Returning to the direction, in his treatment of Braun's Onegin, Schaaf brought out, more clearly than I can recall from any previous Eugene Onegin, the character's snobbish, city swell's disdain of the country folk and society in which he finds himself. That sets him apart, creates the context for his boredom at the ball with its terrible consequences. The deliberately rustic setting and choreography in this production (borrowed from the Netherlands Opera), as well as the staging, fosters this, and further heightens Onegin's apartness.

The penultimate scene, the St. Petersburg party in Prince Gremin’s palace, was dominated by one scenic element, the great chandelier, lit pyrotechnically. The stylized, static "dancing" did suggest that this lifeless formalized society against Tchaikovsky’s famous dance music was what Onegin’s bored, alienated eyes were perceiving. Effective as that may have been, people do expect something scenically if not choreographically showier. Finally, doing the last scene in Tatyana’s dressing room instead of an anteroom is wrong. It is insupportable that he should have invaded the princess’ private quarters. And there, Tatyana has on the floor in front of her about 40 pairs of shoes. Madame Marcos? What in the world was that about? Can the Dramaturg explain that one? In both scenes, the lighting by Manfred Voss, assisted by Andreas Frank, was badly done.

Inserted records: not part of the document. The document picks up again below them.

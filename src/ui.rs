// Copyright 2023 Remi Bernotavicius

use crate::database::{self, StoreError, Workbook};
use crate::nutrition::{Nutrients, Skipped};
use about::AboutWindow;
use eframe::egui;
use ingredient_list::IngredientListWindow;
use meal_plan::MealPlanWindow;
use recipe::RecipeWindow;
use recipe_list::RecipeListWindow;
use std::collections::HashMap;
use std::mem;
use thousands::Separable as _;

mod about;
mod ingredient_list;
mod meal_plan;
mod recipe;
mod recipe_list;

fn new_toast(text: impl Into<egui::WidgetText>, kind: egui_toast::ToastKind) -> egui_toast::Toast {
    egui_toast::Toast {
        kind,
        text: text.into(),
        options: egui_toast::ToastOptions::default()
            .duration_in_seconds(5.0)
            .show_progress(true),
        style: Default::default(),
    }
}

pub fn new_error_toast(text: impl Into<egui::WidgetText>) -> egui_toast::Toast {
    new_toast(text, egui_toast::ToastKind::Error)
}

pub fn new_warning_toast(text: impl Into<egui::WidgetText>) -> egui_toast::Toast {
    new_toast(text, egui_toast::ToastKind::Warning)
}

pub fn new_info_toast(text: impl Into<egui::WidgetText>) -> egui_toast::Toast {
    new_toast(text, egui_toast::ToastKind::Info)
}

/// Things a window needs the rest of the application to react to.
pub enum UpdateEvent {
    Closed,
    /// Something was written to the workbook; list windows should reload.
    Changed,
    OpenRecipe(String),
    RecipeDeleted(String),
    Saved(String),
    Invalid(String),
    Skipped(Vec<Skipped>),
    Failed(StoreError),
}

/// Unwraps a store result, turning a failure into an event.
fn store_result<T>(events: &mut Vec<UpdateEvent>, result: database::Result<T>) -> Option<T> {
    match result {
        Ok(value) => Some(value),
        Err(error) => {
            events.push(UpdateEvent::Failed(error));
            None
        }
    }
}

fn nutrients_header(ui: &mut egui::Ui) {
    ui.label("Calories");
    ui.label("Protein (g)");
    ui.label("Carbs (g)");
    ui.label("Fat (g)");
}

fn nutrients_row(ui: &mut egui::Ui, nutrients: &Nutrients) {
    ui.label(format!("{:.2}", nutrients.calories).separate_with_commas());
    ui.label(format!("{:.2}", nutrients.protein));
    ui.label(format!("{:.2}", nutrients.carbs));
    ui.label(format!("{:.2}", nutrients.fat));
}

fn toggled_visuals(current: &egui::Visuals) -> egui::Visuals {
    if current.dark_mode {
        egui::Visuals::light()
    } else {
        egui::Visuals::dark()
    }
}

fn is_closed(events: &[UpdateEvent]) -> bool {
    events.iter().any(|e| matches!(e, UpdateEvent::Closed))
}

pub struct MealPlanner {
    book: Workbook,
    toasts: egui_toast::Toasts,
    fatal: Option<StoreError>,
    recipe_list: Option<RecipeListWindow>,
    recipes: HashMap<String, RecipeWindow>,
    ingredient_list: Option<IngredientListWindow>,
    meal_plan: Option<MealPlanWindow>,
    about: Option<AboutWindow>,
}

impl MealPlanner {
    pub fn new(book: Workbook) -> Self {
        let mut planner = Self {
            book,
            toasts: egui_toast::Toasts::new()
                .anchor(egui::Align2::RIGHT_BOTTOM, (-10.0, -10.0))
                .direction(egui::Direction::BottomUp),
            fatal: None,
            recipe_list: None,
            recipes: Default::default(),
            ingredient_list: None,
            meal_plan: None,
            about: None,
        };
        planner.open_meal_plan();
        planner
    }

    fn fail(&mut self, error: StoreError) {
        log::error!("{error}");
        if error.is_fatal() {
            if self.fatal.is_none() {
                self.fatal = Some(error);
            }
        } else {
            self.toasts.add(new_error_toast(error.to_string()));
        }
    }

    fn open_recipe_list(&mut self) {
        match RecipeListWindow::new(&mut self.book, false) {
            Ok(window) => self.recipe_list = Some(window),
            Err(error) => self.fail(error),
        }
    }

    fn open_ingredient_list(&mut self) {
        match IngredientListWindow::new(&mut self.book, false) {
            Ok(window) => self.ingredient_list = Some(window),
            Err(error) => self.fail(error),
        }
    }

    fn open_meal_plan(&mut self) {
        let today = chrono::Local::now().date_naive();
        match MealPlanWindow::new(&mut self.book, today, false) {
            Ok(window) => self.meal_plan = Some(window),
            Err(error) => self.fail(error),
        }
    }

    fn open_recipe(&mut self, name: String) {
        if self.recipes.contains_key(&name) {
            return;
        }
        match RecipeWindow::new(&mut self.book, &name, false) {
            Ok(window) => {
                self.recipes.insert(name, window);
            }
            Err(error) => self.fail(error),
        }
    }

    fn refresh_all(&mut self) {
        let mut errors = vec![];
        if let Some(window) = &mut self.recipe_list {
            errors.extend(window.refresh(&mut self.book).err());
        }
        if let Some(window) = &mut self.ingredient_list {
            errors.extend(window.refresh(&mut self.book).err());
        }
        if let Some(window) = &mut self.meal_plan {
            errors.extend(window.refresh(&mut self.book).err());
        }

        let mut gone = vec![];
        let mut warnings = vec![];
        for (name, window) in &mut self.recipes {
            match window.refresh(&mut self.book) {
                Ok(missing) => warnings.extend(
                    missing
                        .into_iter()
                        .map(|i| format!("{name} uses {i:?}, which no longer exists")),
                ),
                Err(StoreError::NoSuchRecord { .. }) => gone.push(name.clone()),
                Err(error) => errors.push(error),
            }
        }
        for name in gone {
            self.recipes.remove(&name);
        }
        for warning in warnings {
            self.toasts.add(new_warning_toast(warning));
        }

        for error in errors {
            self.fail(error);
        }
    }

    fn handle_event(&mut self, event: UpdateEvent) {
        match event {
            UpdateEvent::Closed => {}
            UpdateEvent::Changed => self.refresh_all(),
            UpdateEvent::OpenRecipe(name) => self.open_recipe(name),
            UpdateEvent::RecipeDeleted(name) => {
                self.recipes.remove(&name);
            }
            UpdateEvent::Saved(message) => {
                self.toasts.add(new_info_toast(message));
            }
            UpdateEvent::Invalid(message) => {
                self.toasts.add(new_error_toast(message));
            }
            UpdateEvent::Skipped(skipped) => {
                for s in skipped {
                    self.toasts.add(new_warning_toast(s.to_string()));
                }
            }
            UpdateEvent::Failed(error) => self.fail(error),
        }
    }

    fn update_menu(&mut self, ctx: &egui::Context) {
        let mut open_recipes = false;
        let mut open_ingredients = false;
        let mut open_meal_plan = false;
        let mut refresh = false;
        egui::TopBottomPanel::top("menu").show(ctx, |ui| {
            egui::menu::bar(ui, |ui| {
                ui.menu_button("File", |ui| {
                    if ui.button("Refresh").clicked() {
                        refresh = true;
                        ui.close_menu();
                    }
                    if ui.button("Quit").clicked() {
                        ctx.send_viewport_cmd(egui::ViewportCommand::Close);
                    }
                });
                ui.menu_button("View", |ui| {
                    if ui.button("Recipes").clicked() {
                        open_recipes = true;
                        ui.close_menu();
                    }
                    if ui.button("Ingredients").clicked() {
                        open_ingredients = true;
                        ui.close_menu();
                    }
                    if ui.button("Meal Plan").clicked() {
                        open_meal_plan = true;
                        ui.close_menu();
                    }
                    ui.separator();
                    if ui.button("Toggle Theme").clicked() {
                        ctx.set_visuals(toggled_visuals(&ctx.style().visuals));
                        ui.close_menu();
                    }
                });
                ui.menu_button("Help", |ui| {
                    if ui.button("About").clicked() && self.about.is_none() {
                        self.about = Some(AboutWindow::new());
                        ui.close_menu();
                    }
                });
            });
        });

        if open_recipes && self.recipe_list.is_none() {
            self.open_recipe_list();
        }
        if open_ingredients && self.ingredient_list.is_none() {
            self.open_ingredient_list();
        }
        if open_meal_plan && self.meal_plan.is_none() {
            self.open_meal_plan();
        }
        if refresh {
            self.refresh_all();
        }
    }

    fn update_recipe_list_window(&mut self, ctx: &egui::Context) -> Vec<UpdateEvent> {
        let Some(window) = &mut self.recipe_list else {
            return vec![];
        };
        let events = window.update(ctx, &mut self.book);
        if is_closed(&events) {
            self.recipe_list = None;
        }
        events
    }

    fn update_ingredient_list_window(&mut self, ctx: &egui::Context) -> Vec<UpdateEvent> {
        let Some(window) = &mut self.ingredient_list else {
            return vec![];
        };
        let events = window.update(ctx, &mut self.book);
        if is_closed(&events) {
            self.ingredient_list = None;
        }
        events
    }

    fn update_meal_plan_window(&mut self, ctx: &egui::Context) -> Vec<UpdateEvent> {
        let Some(window) = &mut self.meal_plan else {
            return vec![];
        };
        let events = window.update(ctx, &mut self.book);
        if is_closed(&events) {
            self.meal_plan = None;
        }
        events
    }

    fn update_recipes(&mut self, ctx: &egui::Context) -> Vec<UpdateEvent> {
        let mut events = vec![];
        for (_, mut recipe) in mem::take(&mut self.recipes) {
            let recipe_events = recipe.update(ctx, &mut self.book);
            if !is_closed(&recipe_events) {
                // The recipe may have been renamed.
                self.recipes.insert(recipe.name().to_owned(), recipe);
            }
            events.extend(recipe_events);
        }
        events
    }

    fn update_about_window(&mut self, ctx: &egui::Context) {
        if let Some(window) = &mut self.about {
            if window.update(ctx) {
                self.about = None;
            }
        }
    }

    fn update_fatal_window(&self, ctx: &egui::Context, error: &StoreError) {
        egui::Window::new("Workbook unavailable")
            .collapsible(false)
            .resizable(false)
            .anchor(egui::Align2::CENTER_CENTER, [0.0, 0.0])
            .show(ctx, |ui| {
                ui.label(error.to_string());
                ui.label("Check the workbook path and permissions, then restart.");
                if ui.button("Quit").clicked() {
                    ctx.send_viewport_cmd(egui::ViewportCommand::Close);
                }
            });
    }
}

impl eframe::App for MealPlanner {
    fn update(&mut self, ctx: &egui::Context, _frame: &mut eframe::Frame) {
        if let Some(error) = self.fatal.take() {
            self.update_fatal_window(ctx, &error);
            self.fatal = Some(error);
            self.toasts.show(ctx);
            return;
        }

        self.update_menu(ctx);
        self.update_about_window(ctx);

        let mut events = vec![];
        events.extend(self.update_recipe_list_window(ctx));
        events.extend(self.update_ingredient_list_window(ctx));
        events.extend(self.update_meal_plan_window(ctx));
        events.extend(self.update_recipes(ctx));
        for event in events {
            self.handle_event(event);
        }

        self.toasts.show(ctx);
    }
}

#[test]
fn toggling_theme_switches_between_light_and_dark() {
    let light = toggled_visuals(&egui::Visuals::dark());
    assert!(!light.dark_mode);
    assert!(toggled_visuals(&light).dark_mode);
}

The San Francisco Opera can't afford such mistakes in judgment, whether in casting, design or direction, and its public does not deserve it. Nevertheless, when all was sung and done, it was a decent season, worth a trip, and enough back on track to stir hopes once more.

(Robert P. Commanday, senior editor of San Francisco Classical Voice, was the music critic of The San Francisco Chronicle, 1965-93, and before that a conductor and lecturer at the University of California, Berkeley.)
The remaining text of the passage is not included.